Despite healthy market fundamentals, nearly 65% of the tracked industrial markets are in a contraction phase, as new supply in the near term is projected to place downward pressure on rental rates. On the positive side, however, no tracked markets were in the recession phase, according to FTI Consulting Inc.'s third quarter Economic & Real Estate Report, which was released Dec. 6.
Within the core commercial sectors, pricing within suburban office assets increased 1.8% during the third quarter, eclipsing gains of 1.5% within the central business district office and industrial property types, the FTI report showed. Pricing within retail properties gained 0.3%.
Even so, returns in industrial are the second highest among the main real estate property types. Industrial properties earned 8.2% for the year, an annualized 57.1% for the five years and an annualized 10.4% for the 10 years ended Sept. 30, the FTI report noted. The industrial sector was only outpaced by apartments, which earned 10% for the year, 75.7% for the five years and 53.8% for the 10 years ended Sept. 30, FTI report showed.
Investors are gravitating toward industrial as retail continues to evolve.
"Retail has changed so much that we are finding better opportunities in industrial," said Paul Chapman, director of real estate for the $23 billion New Mexico State Investment Council, Santa Fe.
"Industrial is the new proxy for retail. Last-mile and general distribution and fulfillment centers are very important to retail these days."
Industrial is "the easiest sector to raise money," said Scott Crowe, Philadelphia-based chief investment strategist at real assets manager CenterSquare Investment Management.
There are barriers to new industrial buildings, including large truck clearances and amenities for workers such as parking, he said. And the rent growth of warehouses in places away from population centers and amenities will disappoint
A better opportunity is to redevelop properties, he said.
For example, CenterSquare is redeveloping a Quaker Oats facility in Harrisburg, Pa.
CenterSquare is knocking down the walls of a building that was both warehouse and office space, and turning it into a modern warehouse.
Tenants these days are looking for large "last-mile" distribution facilities so consumers can receive their goods in hours or a day. "The time to delivery is very important," he said. The Quaker Oats facility is in an area that can access 10% of the U.S. population in one day, he noted.
There is a chance those close-to-town fulfillment centers are being overbought, creating expensive prices. But "there is still room to run," Mr. Crowe said.
In the next 12 months, industrial properties should continue to appreciate.
Joseph Sumberg, New York-based managing director and co-head of Goldman Sachs Asset Management's private real estate business, said the best industrial investments are located in zones where retailers and third-party logistics firms can get access to significant populations in a short drive.
Industrial rents are "less expensive than retail properties and that's a factor pushing growth (in industrial), Mr.
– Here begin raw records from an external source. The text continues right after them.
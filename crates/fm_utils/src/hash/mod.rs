//! Hash containers on *hashbrown* with *foldhash* states.

// -----------------------------------------------------------------------------
// Modules

mod hasher;

// -----------------------------------------------------------------------------
// Exports

pub use hasher::{FixedHashState, NoOpHashState};

/// A [`hashbrown::HashMap`] using [`FixedHashState`] by default.
pub type HashMap<K, V, S = FixedHashState> = hashbrown::HashMap<K, V, S>;

/// A [`hashbrown::HashSet`] using [`FixedHashState`] by default.
pub type HashSet<T, S = FixedHashState> = hashbrown::HashSet<T, S>;

// -----------------------------------------------------------------------------
// Re-export crates

pub use hashbrown;
use alloc::collections::{BTreeMap, BTreeSet, BinaryHeap, VecDeque};
use alloc::vec::Vec;
use core::cell::Cell;
use core::marker::PhantomData;

use fm_utils::hash::hashbrown;

use crate::{MaskKind, Maskable, ZeroCache};

// Containers are opaque to masks: a kept container is kept whole, a reset one
// is emptied. Their zero is built directly instead of being cached.

macro_rules! impl_empty_leaf {
    ($(<$($param:ident $(: $bound:path)?),*> $ty:ty => $zero:expr;)*) => {
        $(
            impl<$($param: 'static $(+ $bound)?),*> Maskable for $ty {
                const KIND: MaskKind = MaskKind::Leaf;

                #[inline]
                fn zero_value(_: &ZeroCache) -> Self {
                    $zero
                }
            }
        )*
    };
}

impl_empty_leaf! {
    <T> Vec<T> => Vec::new();
    <T> VecDeque<T> => VecDeque::new();
    <T: Ord> BinaryHeap<T> => BinaryHeap::new();
    <K, V> BTreeMap<K, V> => BTreeMap::new();
    <T> BTreeSet<T> => BTreeSet::new();
    <K, V, S: Default> std::collections::HashMap<K, V, S> => Default::default();
    <T, S: Default> std::collections::HashSet<T, S> => Default::default();
    <K, V, S: Default> hashbrown::HashMap<K, V, S> => hashbrown::HashMap::with_hasher(S::default());
    <T, S: Default> hashbrown::HashSet<T, S> => hashbrown::HashSet::with_hasher(S::default());
    <T> alloc::sync::Weak<T> => alloc::sync::Weak::new();
    <T> alloc::rc::Weak<T> => alloc::rc::Weak::new();
    <T> PhantomData<T> => PhantomData;
}

impl<T: Maskable> Maskable for Cell<T> {
    const KIND: MaskKind = MaskKind::Leaf;

    #[inline]
    fn zero_value(zeros: &ZeroCache) -> Self {
        Cell::new(T::zero_value(zeros))
    }
}

impl<T: Maskable, const N: usize> Maskable for [T; N] {
    const KIND: MaskKind = MaskKind::Leaf;

    #[inline]
    fn zero_value(zeros: &ZeroCache) -> Self {
        core::array::from_fn(|_| T::zero_value(zeros))
    }
}

macro_rules! impl_tuple {
    ($($param:ident),+) => {
        impl<$($param: Maskable),+> Maskable for ($($param,)+) {
            const KIND: MaskKind = MaskKind::Leaf;

            #[inline]
            fn zero_value(zeros: &ZeroCache) -> Self {
                ($($param::zero_value(zeros),)+)
            }
        }
    };
}

impl_tuple!(P0);
impl_tuple!(P0, P1);
impl_tuple!(P0, P1, P2);
impl_tuple!(P0, P1, P2, P3);

#[cfg(test)]
mod tests {
    use crate::{MaskKind, Maskable, ZeroCache};
    use alloc::string::String;
    use alloc::vec::Vec;
    use fm_utils::hash::HashMap;

    #[test]
    fn containers_zero_to_empty() {
        let zeros = ZeroCache::new();
        assert!(<Vec<String>>::zero_value(&zeros).is_empty());
        assert!(<HashMap<u32, String>>::zero_value(&zeros).is_empty());
        assert!(<std::collections::HashMap<u32, u32>>::zero_value(&zeros).is_empty());
        assert_eq!(<[u8; 3]>::zero_value(&zeros), [0, 0, 0]);
        assert_eq!(<(u8, String)>::zero_value(&zeros), (0, String::new()));
        assert_eq!(<Vec<Vec<u8>> as Maskable>::KIND, MaskKind::Leaf);
        // Only the scalar elements went through the cache.
        assert_eq!(zeros.len(), 2);
    }
}
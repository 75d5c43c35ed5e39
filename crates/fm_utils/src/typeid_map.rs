use core::any::TypeId;
use core::fmt::Debug;

use crate::hash::NoOpHashState;
use crate::hash::hashbrown::HashMap;
use crate::hash::hashbrown::hash_map::Entry;

// -----------------------------------------------------------------------------
// TypeIdMap

/// A specialized map container with [`TypeId`] as the fixed key type.
///
/// The interface exposes no [`HashMap`] specific APIs so the storage
/// can change without touching the caches built on top of it.
pub struct TypeIdMap<V>(HashMap<TypeId, V, NoOpHashState>);

impl<V> TypeIdMap<V> {
    /// Creates an empty `TypeIdMap`.
    ///
    /// # Examples
    ///
    /// ```
    /// use fm_utils::TypeIdMap;
    /// let map = TypeIdMap::<i32>::new();
    /// assert!(map.is_empty());
    /// ```
    #[inline]
    pub const fn new() -> Self {
        Self(HashMap::with_hasher(NoOpHashState))
    }

    /// Gets a mutable reference to the value associated with the given key,
    /// inserting the result of `f` if the key is not present.
    ///
    /// The closure `f` is only called if the key is not present.
    #[inline]
    pub fn get_or_insert(&mut self, type_id: TypeId, f: impl FnOnce() -> V) -> &mut V {
        match self.0.entry(type_id) {
            Entry::Vacant(entry) => entry.insert(f()),
            Entry::Occupied(entry) => entry.into_mut(),
        }
    }

    /// Returns a reference to the value corresponding to the key.
    #[inline]
    pub fn get(&self, type_id: &TypeId) -> Option<&V> {
        self.0.get(type_id)
    }

    /// Inserts a key-value pair into the map, returning the replaced value.
    #[inline]
    pub fn insert(&mut self, type_id: TypeId, v: V) -> Option<V> {
        self.0.insert(type_id, v)
    }

    /// Returns `true` if the map contains a value for the specified key.
    #[inline]
    pub fn contains(&self, type_id: &TypeId) -> bool {
        self.0.contains_key(type_id)
    }

    /// Returns the number of elements in the map.
    #[inline]
    pub fn len(&self) -> usize {
        self.0.len()
    }

    /// Returns `true` if the map contains no elements.
    #[inline]
    pub fn is_empty(&self) -> bool {
        self.0.is_empty()
    }
}

// -----------------------------------------------------------------------------
// Traits

impl<T> Default for TypeIdMap<T> {
    #[inline]
    fn default() -> Self {
        Self::new()
    }
}

impl<T: Debug> Debug for TypeIdMap<T> {
    fn fmt(&self, f: &mut core::fmt::Formatter<'_>) -> core::fmt::Result {
        Debug::fmt(&self.0, f)
    }
}
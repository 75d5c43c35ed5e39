use alloc::sync::Arc;
use core::any::Any;

use crate::MaskError;
use crate::descriptor::{DescriptorBuilder, TypeDescriptor};
use crate::zero::ZeroCache;

// -----------------------------------------------------------------------------
// MaskKind

/// How the mask engine treats a field of a given type.
///
/// Only [`Record`](MaskKind::Record) values are entered to mask their own
/// fields. The wrapper kinds forward to a record they contain; every other
/// type is a [`Leaf`](MaskKind::Leaf) that is either kept whole or reset.
#[derive(Debug, Clone, Copy, PartialEq, Eq, Hash)]
pub enum MaskKind {
    /// Opaque value: scalars, strings, collections, maps, leaf structs.
    Leaf,
    /// A `#[derive(Masked)]` struct.
    Record,
    /// `Mutex`, `RwLock` or `RefCell` over a record.
    Cell,
    /// `Box`, `Arc` or `Rc` over a record or a cell.
    Pointer,
    /// `Option` over a record, a cell or a pointer.
    Optional,
}

impl MaskKind {
    /// Returns `true` if a value of this kind can lead to a record.
    #[inline]
    pub const fn is_nested(self) -> bool {
        !matches!(self, Self::Leaf)
    }

    /// Kind of `Mutex<T>`, `RwLock<T>` and `RefCell<T>` for a content of kind `self`.
    #[inline]
    pub const fn behind_cell(self) -> Self {
        match self {
            Self::Record => Self::Cell,
            _ => Self::Leaf,
        }
    }

    /// Kind of `Box<T>`, `Arc<T>` and `Rc<T>` for a content of kind `self`.
    #[inline]
    pub const fn behind_pointer(self) -> Self {
        match self {
            Self::Record | Self::Cell => Self::Pointer,
            _ => Self::Leaf,
        }
    }

    /// Kind of `Option<T>` for a content of kind `self`.
    #[inline]
    pub const fn behind_option(self) -> Self {
        match self {
            Self::Record | Self::Cell | Self::Pointer => Self::Optional,
            _ => Self::Leaf,
        }
    }
}

// -----------------------------------------------------------------------------
// Maskable

/// Callback invoked with each record reached through a nested field.
pub type RecordVisitor<'v> = dyn FnMut(&mut dyn Any) -> Result<(), MaskError> + 'v;

/// A type that can appear as a field of a masked record.
///
/// Implemented for the common std types in [`crate::impls`] and for every
/// `#[derive(Masked)]` type.
pub trait Maskable: 'static {
    /// How the engine treats fields of this type.
    const KIND: MaskKind;

    /// Returns the value a field of this type takes when it is not kept.
    fn zero_value(zeros: &ZeroCache) -> Self
    where
        Self: Sized;

    /// Returns the descriptor of the record this type leads to, if any.
    ///
    /// Leaves return `Ok(None)`.
    fn nested_descriptor(
        builder: &mut DescriptorBuilder<'_>,
    ) -> Result<Option<Arc<TypeDescriptor>>, MaskError> {
        let _ = builder;
        Ok(None)
    }

    /// Calls `visitor` with the record reached through `self`, if present.
    ///
    /// Absent content (`None`, a shared `Arc`) is not visited.
    fn visit_nested(&mut self, visitor: &mut RecordVisitor<'_>) -> Result<(), MaskError> {
        let _ = visitor;
        Ok(())
    }

    /// Like [`visit_nested`](Self::visit_nested), through a shared reference.
    ///
    /// Only interior-mutable types visit anything here, which is how a record
    /// behind `Arc<Mutex<T>>` is reached.
    fn visit_shared(&self, visitor: &mut RecordVisitor<'_>) -> Result<(), MaskError> {
        let _ = visitor;
        Ok(())
    }
}

// -----------------------------------------------------------------------------
// Record

/// A struct whose fields can be masked.
///
/// Use [`#[derive(Masked)]`](crate::derive::Masked) rather than implementing
/// this by hand.
pub trait Record: Maskable + Sized {
    /// Builds the descriptor of `Self`. Nested record types are resolved
    /// through `builder`.
    fn describe(builder: &mut DescriptorBuilder<'_>) -> Result<TypeDescriptor, MaskError>;
}

#[cfg(test)]
mod tests {
    use super::MaskKind;

    #[test]
    fn wrapper_kinds() {
        assert_eq!(MaskKind::Record.behind_cell(), MaskKind::Cell);
        assert_eq!(MaskKind::Leaf.behind_cell(), MaskKind::Leaf);
        assert_eq!(MaskKind::Pointer.behind_cell(), MaskKind::Leaf);

        assert_eq!(MaskKind::Cell.behind_pointer(), MaskKind::Pointer);
        assert_eq!(MaskKind::Pointer.behind_pointer(), MaskKind::Leaf);

        assert_eq!(MaskKind::Pointer.behind_option(), MaskKind::Optional);
        assert_eq!(MaskKind::Cell.behind_option(), MaskKind::Optional);
        assert_eq!(MaskKind::Leaf.behind_option(), MaskKind::Leaf);
        assert_eq!(MaskKind::Optional.behind_option(), MaskKind::Leaf);
        assert!(!MaskKind::Leaf.is_nested());
    }
}
use alloc::vec::Vec;

use fm_utils::hash::{HashMap, HashSet};

use super::PATH_SEPARATOR;

/// One recursion level of a path set.
///
/// Bare paths land in `keep`; a dotted path contributes its remainder to
/// `descend` under its first segment, in input order. A key may appear in
/// both buckets when both forms were given.
#[derive(Debug, Default)]
pub struct PathSplit<'a> {
    pub keep: HashSet<&'a str>,
    pub descend: HashMap<&'a str, Vec<&'a str>>,
}

impl<'a> PathSplit<'a> {
    /// Returns `true` if `key` was given as a bare path at this level.
    #[inline]
    pub fn keeps(&self, key: &str) -> bool {
        self.keep.contains(key)
    }

    /// Returns the suffixes given for `key`, if any path continues past it.
    #[inline]
    pub fn suffixes(&self, key: &str) -> Option<&[&'a str]> {
        self.descend.get(key).map(Vec::as_slice)
    }
}

/// Partitions `paths` by their first segment.
///
/// ```
/// use fm_mask::path::split_by_top_level;
///
/// let split = split_by_top_level(&["name", "profile.age", "profile.bio.text"]);
/// assert!(split.keeps("name"));
/// assert_eq!(split.suffixes("profile"), Some(&["age", "bio.text"][..]));
/// ```
pub fn split_by_top_level<'a, S: AsRef<str>>(paths: &'a [S]) -> PathSplit<'a> {
    let mut split = PathSplit {
        keep: HashSet::with_capacity_and_hasher(paths.len(), Default::default()),
        descend: HashMap::default(),
    };

    for path in paths {
        match path.as_ref().split_once(PATH_SEPARATOR) {
            None => {
                split.keep.insert(path.as_ref());
            }
            Some((head, rest)) => split.descend.entry(head).or_default().push(rest),
        }
    }

    split
}

#[cfg(test)]
mod tests {
    use super::split_by_top_level;

    #[test]
    fn simple_paths() {
        let split = split_by_top_level(&["field1", "field2.subfield"]);
        assert_eq!(split.keep.len(), 1);
        assert!(split.keeps("field1"));
        assert_eq!(split.suffixes("field2"), Some(&["subfield"][..]));
        assert_eq!(split.suffixes("field1"), None);
    }

    #[test]
    fn empty_paths() {
        let split = split_by_top_level::<&str>(&[]);
        assert!(split.keep.is_empty());
        assert!(split.descend.is_empty());
    }

    #[test]
    fn key_in_both_buckets() {
        let split = split_by_top_level(&["a", "a.b", "a.c.d"]);
        assert!(split.keeps("a"));
        assert_eq!(split.suffixes("a"), Some(&["b", "c.d"][..]));
    }

    #[test]
    fn only_first_separator_splits() {
        let split = split_by_top_level(&[".a", "a..b"]);
        assert_eq!(split.suffixes(""), Some(&["a"][..]));
        assert_eq!(split.suffixes("a"), Some(&[".b"][..]));
    }
}
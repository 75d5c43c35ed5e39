use proc_macro2::TokenStream;
use quote::quote;

use crate::derive_data::MaskDerive;

/// `#[mask(leaf)]`: the type is kept or reset as a whole.
///
/// Concrete types share a cached zero value. Generic types build theirs from
/// `Default`.
pub(crate) fn impl_leaf(meta: &MaskDerive) -> TokenStream {
    let fm_mask_path = &meta.fm_mask_path;
    let ident = meta.ident;

    let mut generics = meta.generics.clone();
    let zero = if meta.is_generic() {
        let where_clause = generics.make_where_clause();
        for param in meta.generics.type_params() {
            let param = &param.ident;
            where_clause.predicates.push(syn::parse_quote! { #param: 'static });
        }
        where_clause.predicates.push(syn::parse_quote! {
            Self: ::core::default::Default
        });
        quote! { <Self as ::core::default::Default>::default() }
    } else {
        quote! { zeros.zero_value::<Self>() }
    };
    let zeros_ident = if meta.is_generic() {
        quote! { _zeros }
    } else {
        quote! { zeros }
    };

    let (impl_generics, ty_generics, where_clause) = generics.split_for_impl();

    quote! {
        impl #impl_generics #fm_mask_path::Maskable for #ident #ty_generics #where_clause {
            const KIND: #fm_mask_path::MaskKind = #fm_mask_path::MaskKind::Leaf;

            #[inline]
            fn zero_value(#zeros_ident: &#fm_mask_path::ZeroCache) -> Self {
                #zero
            }
        }
    }
}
Sumberg said.
"If you are in a dense infill location … like New York, Los Angeles, Atlanta, you can occupy an industrial property and reach consumers in the same drive time as a retail property. But the rents you pay are much less than an equivalent basis for retail," he explained.
Said Robert Perry, Los Angeles-based portfolio manager for CBRE Strategic Partners U.S. Value 8: "I do like infill, last-mile distribution facilities." Industrial assets provide cash flow and diversity, but they will never make up the majority of the fund, he added.
"It's highly priced," Mr. Perry said. "It (industrial) is very, very much in demand today."
Fund 8, CBRE Global Investors' latest domestic value-added fund, closed last month at $1.34 billion.